STORED DATA section start

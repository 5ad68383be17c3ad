/// Background task implementations
use crate::batch::{CancelHandle, Cohort, RecalcOptions};
use crate::{alerting::AlertStatus, context::AppContext, error::EngineResult};

/// Upper bound on users re-scored per sweep. Whatever remains is picked
/// up by the next run once the freshest users drop out of the stale set.
const MAX_REFRESH_PER_SWEEP: usize = 500;

/// Recompute scores whose latest row is older than the configured age
pub async fn refresh_stale_scores(ctx: &AppContext) -> EngineResult<usize> {
    let mut user_ids = ctx
        .scores
        .users_with_stale_scores(ctx.config.jobs.stale_after_hours)
        .await?;
    if user_ids.is_empty() {
        return Ok(0);
    }
    user_ids.truncate(MAX_REFRESH_PER_SWEEP);

    let options = RecalcOptions {
        batch_size: ctx.config.batch.batch_size,
        concurrency: ctx.config.batch.concurrency,
        dry_run: false,
        user_timeout_secs: ctx.config.batch.user_timeout_secs,
    };
    let summary = ctx
        .orchestrator
        .run(Cohort::Users(user_ids.clone()), options, CancelHandle::new())
        .await?;

    for user_id in &user_ids {
        ctx.invalidate_score_cache(user_id).await;
    }

    if summary.failed > 0 {
        tracing::warn!(
            failed = summary.failed,
            "Some stale score refreshes failed"
        );
    }
    Ok(summary.succeeded)
}

/// Bump the priority of unresolved alerts that blew their SLA deadline
pub async fn escalate_overdue_alerts(ctx: &AppContext) -> EngineResult<u64> {
    let overdue = ctx.alerts.overdue().await?;
    let mut escalated = 0;

    for alert in overdue {
        if alert.priority.next_level().is_none() {
            tracing::warn!(
                alert_id = %alert.id,
                user_id = %alert.user_id,
                "Critical alert past its SLA deadline"
            );
            continue;
        }
        match ctx.alerts.escalate(&alert.id).await {
            Ok(_) => escalated += 1,
            Err(e) => tracing::warn!(alert_id = %alert.id, "Failed to escalate alert: {}", e),
        }
    }

    Ok(escalated)
}

/// Deliver open alerts to matching subscriptions. Claimed deliveries are
/// skipped, so re-sweeping the same alerts is cheap and safe.
pub async fn fan_out_open_alerts(ctx: &AppContext) -> EngineResult<usize> {
    let open = ctx
        .alerts
        .list(Some(AlertStatus::Open), None, None, 200)
        .await?;

    let mut sent = 0;
    for alert in open {
        let summary = ctx.alert_router.fan_out(&alert).await?;
        sent += summary.sent;
    }
    Ok(sent)
}

/// Health check - verify all systems are operational
pub async fn health_check(ctx: &AppContext) -> EngineResult<()> {
    // Check database connectivity
    crate::db::test_connection(&ctx.db).await?;

    // Check cache connectivity when enabled
    if let Some(cache) = &ctx.cache {
        cache.ping().await?;
    }

    Ok(())
}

STORED DATA section end

[TASK INSTRUCTIONS]:
Go through the data above and return every line exactly.

[ANSWER SPACE]:
repository 5ad68383be17c3ad
/// Background task implementations
use crate::batch::{CancelHandle, Cohort, RecalcOptions};
use crate::{alerting::AlertStatus, context::AppContext, error::EngineResult};

/// Upper bound on users re-scored per sweep. Whatever remains is picked
/// up by the next run once the freshest users drop out of the stale set.
const MAX_REFRESH_PER_SWEEP: usize = 500;

/// Recompute scores whose latest row is older than the configured age
pub async fn refresh_stale_scores(ctx: &AppContext) -> EngineResult<usize> {
    let mut user_ids = ctx
        .scores
        .users_with_stale_scores(ctx.config.jobs.stale_after_hours)
        .await?;
    if user_ids.is_empty() {
        return Ok(0);
    }
    user_ids.truncate(MAX_REFRESH_PER_SWEEP);

    let options = RecalcOptions {
        batch_size: ctx.config.batch.batch_size,
        concurrency: ctx.config.batch.concurrency,
        dry_run: false,
        user_timeout_secs: ctx.config.batch.user_timeout_secs,
    };
    let summary = ctx
        .orchestrator
        .run(Cohort::Users(user_ids.clone()), options, CancelHandle::new())
        .await?;

    for user_id in &user_ids {
        ctx.invalidate_score_cache(user_id).await;
    }

    if summary.failed > 0 {
        tracing::warn!(
            failed = summary.failed,
            "Some stale score refreshes failed"
        );
    }
    Ok(summary.succeeded)
}

/// Bump the priority of unresolved alerts that blew their SLA deadline
pub async fn escalate_overdue_alerts(ctx: &AppContext) -> EngineResult<u64> {
    let overdue = ctx.alerts.overdue().await?;
    let mut escalated = 0;

    for alert in overdue {
        if alert.priority.next_level().is_none() {
            tracing::warn!(
                alert_id = %alert.id,
                user_id = %alert.user_id,
                "Critical alert past its SLA deadline"
            );
            continue;
        }
        match ctx.alerts.escalate(&alert.id).await {
            Ok(_) => escalated += 1,
            Err(e) => tracing::warn!(alert_id = %alert.id, "Failed to escalate alert: {}", e),
        }
    }

    Ok(escalated)
}

/// Deliver open alerts to matching subscriptions. Claimed deliveries are
/// skipped, so re-sweeping the same alerts is cheap and safe.
pub async fn fan_out_open_alerts(ctx: &AppContext) -> EngineResult<usize> {
    let open = ctx
        .alerts
        .list(Some(AlertStatus::Open), None, None, 200)
        .await?;

    let mut sent = 0;
    for alert in open {
        let summary = ctx.alert_router.fan_out(&alert).await?;
        sent += summary.sent;
    }
    Ok(sent)
}

/// Health check - verify all systems are operational
pub async fn health_check(ctx: &AppContext) -> EngineResult<()> {
    // Check database connectivity
    crate::db::test_connection(&ctx.db).await?;

    // Check cache connectivity when enabled
    if let Some(cache) = &ctx.cache {
        cache.ping().await?;
    }

    Ok(())
}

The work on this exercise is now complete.